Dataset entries
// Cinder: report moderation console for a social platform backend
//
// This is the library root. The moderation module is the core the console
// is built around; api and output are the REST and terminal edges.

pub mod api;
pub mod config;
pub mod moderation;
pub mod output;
---
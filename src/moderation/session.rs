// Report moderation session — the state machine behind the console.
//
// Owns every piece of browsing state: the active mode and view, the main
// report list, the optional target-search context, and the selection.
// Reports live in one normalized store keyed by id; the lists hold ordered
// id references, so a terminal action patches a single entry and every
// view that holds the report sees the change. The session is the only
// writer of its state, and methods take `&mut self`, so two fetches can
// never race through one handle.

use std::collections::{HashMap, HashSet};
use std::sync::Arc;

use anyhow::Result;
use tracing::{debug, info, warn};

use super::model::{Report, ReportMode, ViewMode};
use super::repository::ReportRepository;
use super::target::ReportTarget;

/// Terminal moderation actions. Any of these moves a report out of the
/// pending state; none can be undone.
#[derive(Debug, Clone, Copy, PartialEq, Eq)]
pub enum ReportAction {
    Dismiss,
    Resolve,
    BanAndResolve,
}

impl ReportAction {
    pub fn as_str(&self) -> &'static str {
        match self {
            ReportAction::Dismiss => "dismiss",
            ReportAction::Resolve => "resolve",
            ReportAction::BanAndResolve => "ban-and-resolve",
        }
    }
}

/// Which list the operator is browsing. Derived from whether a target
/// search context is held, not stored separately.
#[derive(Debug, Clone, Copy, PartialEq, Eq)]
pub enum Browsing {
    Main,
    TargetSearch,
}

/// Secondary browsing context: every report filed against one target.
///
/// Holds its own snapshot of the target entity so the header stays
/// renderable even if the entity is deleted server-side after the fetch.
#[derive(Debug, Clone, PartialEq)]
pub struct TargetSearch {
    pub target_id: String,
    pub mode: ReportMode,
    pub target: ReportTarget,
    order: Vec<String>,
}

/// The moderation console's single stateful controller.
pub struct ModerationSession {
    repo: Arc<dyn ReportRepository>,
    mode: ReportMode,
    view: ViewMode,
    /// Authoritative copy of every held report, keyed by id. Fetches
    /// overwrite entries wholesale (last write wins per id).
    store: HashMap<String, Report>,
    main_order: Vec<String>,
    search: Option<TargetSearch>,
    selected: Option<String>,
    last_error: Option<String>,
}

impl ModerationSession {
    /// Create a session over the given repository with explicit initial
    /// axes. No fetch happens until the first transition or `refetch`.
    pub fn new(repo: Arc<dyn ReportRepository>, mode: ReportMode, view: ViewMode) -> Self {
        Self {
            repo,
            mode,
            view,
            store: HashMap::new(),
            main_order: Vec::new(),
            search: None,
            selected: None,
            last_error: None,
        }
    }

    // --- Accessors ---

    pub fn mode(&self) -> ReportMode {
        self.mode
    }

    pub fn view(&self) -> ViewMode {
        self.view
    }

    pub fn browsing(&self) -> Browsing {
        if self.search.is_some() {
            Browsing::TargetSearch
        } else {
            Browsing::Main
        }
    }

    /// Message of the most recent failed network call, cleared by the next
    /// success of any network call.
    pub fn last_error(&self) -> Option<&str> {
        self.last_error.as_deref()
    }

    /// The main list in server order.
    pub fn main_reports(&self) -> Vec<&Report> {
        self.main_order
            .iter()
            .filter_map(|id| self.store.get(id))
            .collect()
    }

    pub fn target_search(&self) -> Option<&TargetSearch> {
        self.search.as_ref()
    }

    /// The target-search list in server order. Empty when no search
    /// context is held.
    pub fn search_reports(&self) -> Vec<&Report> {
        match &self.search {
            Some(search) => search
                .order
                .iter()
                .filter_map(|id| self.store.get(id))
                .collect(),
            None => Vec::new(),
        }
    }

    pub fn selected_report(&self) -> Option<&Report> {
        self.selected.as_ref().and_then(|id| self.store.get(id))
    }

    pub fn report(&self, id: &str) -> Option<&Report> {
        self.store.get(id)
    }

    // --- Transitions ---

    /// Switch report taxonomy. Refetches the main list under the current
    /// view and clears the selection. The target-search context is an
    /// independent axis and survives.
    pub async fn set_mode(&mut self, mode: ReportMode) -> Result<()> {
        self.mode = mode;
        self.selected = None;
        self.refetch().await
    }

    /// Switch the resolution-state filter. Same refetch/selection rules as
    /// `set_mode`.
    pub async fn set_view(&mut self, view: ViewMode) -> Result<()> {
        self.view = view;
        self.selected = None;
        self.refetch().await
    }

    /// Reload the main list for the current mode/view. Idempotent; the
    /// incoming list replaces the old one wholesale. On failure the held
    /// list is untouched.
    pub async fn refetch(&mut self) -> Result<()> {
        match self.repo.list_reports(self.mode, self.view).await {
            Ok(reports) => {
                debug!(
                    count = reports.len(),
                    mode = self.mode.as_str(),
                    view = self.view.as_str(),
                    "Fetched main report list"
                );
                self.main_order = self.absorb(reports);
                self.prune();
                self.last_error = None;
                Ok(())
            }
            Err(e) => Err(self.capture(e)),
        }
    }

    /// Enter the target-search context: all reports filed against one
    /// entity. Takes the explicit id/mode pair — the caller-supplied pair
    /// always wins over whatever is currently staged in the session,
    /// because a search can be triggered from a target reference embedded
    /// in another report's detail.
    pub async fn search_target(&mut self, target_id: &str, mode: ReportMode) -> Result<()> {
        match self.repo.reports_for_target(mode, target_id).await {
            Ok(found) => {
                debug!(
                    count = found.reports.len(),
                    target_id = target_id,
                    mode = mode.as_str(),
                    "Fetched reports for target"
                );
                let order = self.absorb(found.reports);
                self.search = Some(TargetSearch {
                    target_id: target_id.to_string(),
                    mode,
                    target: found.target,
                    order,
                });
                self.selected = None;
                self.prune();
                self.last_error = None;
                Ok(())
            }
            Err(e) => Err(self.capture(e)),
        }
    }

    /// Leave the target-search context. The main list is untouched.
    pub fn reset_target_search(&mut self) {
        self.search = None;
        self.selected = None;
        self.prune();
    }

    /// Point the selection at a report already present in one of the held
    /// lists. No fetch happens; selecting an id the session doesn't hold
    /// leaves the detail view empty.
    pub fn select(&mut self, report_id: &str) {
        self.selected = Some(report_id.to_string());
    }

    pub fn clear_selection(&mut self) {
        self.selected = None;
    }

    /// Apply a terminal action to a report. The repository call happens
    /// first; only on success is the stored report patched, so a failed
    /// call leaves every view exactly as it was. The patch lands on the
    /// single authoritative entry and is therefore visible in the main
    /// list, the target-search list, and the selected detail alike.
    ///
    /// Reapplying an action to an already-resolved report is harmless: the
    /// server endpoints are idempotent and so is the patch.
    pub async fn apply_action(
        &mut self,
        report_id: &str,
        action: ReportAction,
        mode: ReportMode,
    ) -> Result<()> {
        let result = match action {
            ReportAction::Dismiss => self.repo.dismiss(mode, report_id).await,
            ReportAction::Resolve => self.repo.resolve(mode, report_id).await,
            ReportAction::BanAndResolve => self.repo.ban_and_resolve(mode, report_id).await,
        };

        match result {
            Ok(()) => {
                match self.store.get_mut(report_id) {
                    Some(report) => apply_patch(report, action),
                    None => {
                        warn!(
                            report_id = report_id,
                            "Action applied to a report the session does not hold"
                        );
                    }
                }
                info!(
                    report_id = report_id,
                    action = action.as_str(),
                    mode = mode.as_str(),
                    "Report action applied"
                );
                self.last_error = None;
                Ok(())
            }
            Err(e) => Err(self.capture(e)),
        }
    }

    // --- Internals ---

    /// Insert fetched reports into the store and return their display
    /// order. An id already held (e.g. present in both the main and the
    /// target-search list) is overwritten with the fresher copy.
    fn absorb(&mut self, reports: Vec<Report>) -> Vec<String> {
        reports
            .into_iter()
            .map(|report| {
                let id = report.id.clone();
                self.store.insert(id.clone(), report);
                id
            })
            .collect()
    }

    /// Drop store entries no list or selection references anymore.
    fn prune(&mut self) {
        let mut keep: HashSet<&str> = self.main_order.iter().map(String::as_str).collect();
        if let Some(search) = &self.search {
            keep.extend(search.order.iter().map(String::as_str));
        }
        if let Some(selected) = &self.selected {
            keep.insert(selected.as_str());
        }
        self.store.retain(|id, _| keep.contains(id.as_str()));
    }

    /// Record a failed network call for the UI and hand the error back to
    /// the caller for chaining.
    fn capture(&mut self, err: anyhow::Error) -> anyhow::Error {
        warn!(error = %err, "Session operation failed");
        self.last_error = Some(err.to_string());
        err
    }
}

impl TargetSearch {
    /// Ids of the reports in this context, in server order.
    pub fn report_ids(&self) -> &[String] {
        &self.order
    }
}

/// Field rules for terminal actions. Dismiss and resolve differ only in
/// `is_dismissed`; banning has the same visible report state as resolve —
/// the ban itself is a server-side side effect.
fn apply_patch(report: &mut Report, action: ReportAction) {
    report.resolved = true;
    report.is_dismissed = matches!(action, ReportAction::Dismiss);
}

WORK REQUEST> Give again exactly, and only, the lines above starting at the one with "reports filed against one" and ending at the one with "always wins over".

OUTPUT FOR THIS EXERCISE>
    /// Enter the target-search context: all reports filed against one
    /// entity. Takes the explicit id/mode pair — the caller-supplied pair
    /// always wins over whatever is currently staged in the session,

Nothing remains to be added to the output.